The pain occurs most often right after you wake up.
You may also experience it during long periods of standing, when you get up after sitting for a long time, and after exercise.
Usually, activity will help it feel better for a little while, but the pain comes back.
The plantar fascia is a thick ligament that connects the heel bone to the front of the foot.
It supports the arch of the foot and absorbs shock when you take a step.
Overuse or injury can cause microtears and inflammation, leading to plantar fasciitis.
Over time, scar tissue forms and the problem becomes a degenerative tissue condition resulting in chronic pain.
It is important to cure plantar fasciitis because chronic heel pain may cause you to change the way you stand and walk.
This often leads to other foot, knee, hip and back problems.
Although some people develop plantar fasciitis without any obvious cause, there are certain factors that make it more likely.
Intense or long-distance running
Any form of exercise that puts a lot of stress on your heel, such as ballet
Flat feet or high arches
A foot position or walking pattern that puts added stress on the plantar fascia
Being in the 40 – 60 age group
Wearing shoes that do not adequately support your foot
Regularly wearing high-heeled shoes
Prolonged standing at work, standing on hard surfaces increases the risk
Previous ankle injury
There are quite a few things that you can try at home to alleviate the pain and help your feet heal.
Rest your feet.
If you stand in one place at work, try to break up the standing with walking or sitting.
Stretch your calves, Achilles tendon, and feet. Plantar fasciitis is aggravated by tight calf and foot muscles, so try gently stretching your feet and calves a few times a day.

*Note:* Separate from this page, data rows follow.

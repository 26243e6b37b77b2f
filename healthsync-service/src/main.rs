use healthsync_service::{Config, DEFAULT_SECRETS_FILE, create_app};
use tokio::net::TcpListener;
use tracing::{Level, info};
use tracing_subscriber::{EnvFilter, FmtSubscriber};

#[tokio::main]
async fn main() -> Result<(), Box<dyn std::error::Error>> {
    dotenvy::dotenv().ok();

    let secrets_file = std::env::var("HEALTHSYNC_SECRETS_FILE")
        .unwrap_or_else(|_| DEFAULT_SECRETS_FILE.to_string());
    let config = Config::load(&secrets_file)?;

    let env_filter = EnvFilter::from_default_env().add_directive(Level::INFO.into());
    if config.log_json {
        let subscriber = FmtSubscriber::builder()
            .with_env_filter(env_filter)
            .json()
            .finish();
        tracing::subscriber::set_global_default(subscriber)?;
    } else {
        let subscriber = FmtSubscriber::builder().with_env_filter(env_filter).finish();
        tracing::subscriber::set_global_default(subscriber)?;
    }

    let bind_address = config.bind_address();
    info!(
        provider = config.provider.name(),
        default_model = %config.default_model(),
        mode = ?config.execution_mode,
        "Configuration loaded"
    );

    let app = create_app(config);
    let listener = TcpListener::bind(&bind_address).await?;
    let addr = listener.local_addr()?;

    info!("HealthSync starting on {}", addr);
    info!("Upload page: http://{}/", addr);
    info!("Health check endpoint: http://{}/health", addr);
    info!("Analysis endpoint: POST http://{}/api/analyze", addr);

    axum::serve(listener, app).await?;

    Ok(())
}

Massage your feet and calves. This also helps loosen them.
Ice for 15 - 20 minutes three or four times a day to reduce pain or inflammation.
Choose supportive shoes with low heels, good arch support, and plenty of cushioning. Replace worn-out shoes.
Shoe inserts can also provide cushion and support.
Avoid going barefoot, especially on hard surfaces.
Instead of walking or jogging, switch to a low-impact sport for a while. Be sure to stretch when you are done exercising.
Maintain a healthy weight.
OTC anti-inflammatory medications may help with pain and inflammation. Check with your doctor and use them sparingly, as there are side effects associated with long-term use.